Since the Palace of Pitti is preserved as a single cultural and historical ensemble, all works of painting in it are in the same places that they occupied with their owners. In addition, the grouping of works of art in schools or epochs is absent: the gallery uses the principle of “palace placement” of paintings, where the decisive factor is the size, plot, colors of canvases. In the collection of the Palatine Gallery, painting of the 16th – 17th centuries is most widely covered, Italian painters of the 15th century and Flemish paintings of the 17th century are less represented, which, however, corresponds to the ceremonial decor of the palace premises.
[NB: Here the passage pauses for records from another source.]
use crate::interpreter::operator::BinaryOperator;
use anyhow::{bail, Result};
use std::fmt;
use std::fmt::Formatter;
use std::str;

/// A discrete part of an expression
#[derive(Clone, PartialEq, Eq, Hash)]
pub enum Token {
    /// The literal digit run, kept as written.
    Operand(String),
    Plus,
    Dash,
    Asterisk,
    ForwardSlash,
    Caret,
    LeftParentheses,
    RightParentheses,
}

pub static SYMBOLS: [char; 7] = ['+', '-', '*', '/', '^', '(', ')'];

impl Token {
    pub fn is_operand(&self) -> bool {
        matches!(self, Token::Operand(_))
    }

    /// Parentheses count as operators, everything that is not an operand does.
    pub fn is_operator(&self) -> bool {
        !self.is_operand()
    }

    pub fn as_binary_operator(&self) -> Option<BinaryOperator> {
        match self {
            Token::Plus => Some(BinaryOperator::Add),
            Token::Dash => Some(BinaryOperator::Subtract),
            Token::Asterisk => Some(BinaryOperator::Multiply),
            Token::ForwardSlash => Some(BinaryOperator::Divide),
            Token::Caret => Some(BinaryOperator::Exponentiate),
            Token::Operand(_) | Token::LeftParentheses | Token::RightParentheses => None,
        }
    }

    /// The numeric value of an operand token.
    pub fn value(&self) -> Option<f64> {
        match self {
            Token::Operand(text) => text.parse::<f64>().ok(),
            _ => None,
        }
    }
}

impl fmt::Display for Token {
    fn fmt(&self, f: &mut Formatter<'_>) -> fmt::Result {
        match self {
            Token::Operand(text) => write!(f, "{}", text),
            Token::Plus => write!(f, "+"),
            Token::Dash => write!(f, "-"),
            Token::Asterisk => write!(f, "*"),
            Token::ForwardSlash => write!(f, "/"),
            Token::Caret => write!(f, "^"),
            Token::LeftParentheses => write!(f, "("),
            Token::RightParentheses => write!(f, ")"),
        }
    }
}

impl str::FromStr for Token {
    type Err = anyhow::Error;

    fn from_str(input: &str) -> Result<Token, Self::Err> {
        match input {
            "+" => Ok(Token::Plus),
            "-" => Ok(Token::Dash),
            "*" => Ok(Token::Asterisk),
            "/" => Ok(Token::ForwardSlash),
            "^" => Ok(Token::Caret),
            "(" => Ok(Token::LeftParentheses),
            ")" => Ok(Token::RightParentheses),
            input => parse_operand(input),
        }
    }
}

fn parse_operand(text: &str) -> Result<Token> {
    match text.parse::<f64>() {
        Ok(_) => Ok(Token::Operand(text.to_string())),
        Err(_) => bail!("'{}' is neither an operator nor a number", text),
    }
}

impl fmt::Debug for Token {
    fn fmt(&self, f: &mut Formatter<'_>) -> fmt::Result {
        write!(f, "{}", self)
    }
}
Among the early Italian artists, there are:

  • paintings of Cimabue (1272-1302) and Fra Filippo Lippi (1406-1469),
  • Sandro Botticelli (1444 / 5-1510) and Pietro Perugino (circa 1450-1523).

Interesting: From medieval Italian artists, you will find in the gallery a large collection of Raphael (1483-1520) – 11 canvases, Titian (1477-1576) – 13 canvases. The collection is decorated with paintings by Tintoretto (1518-1594) and Veronese (1528-1588).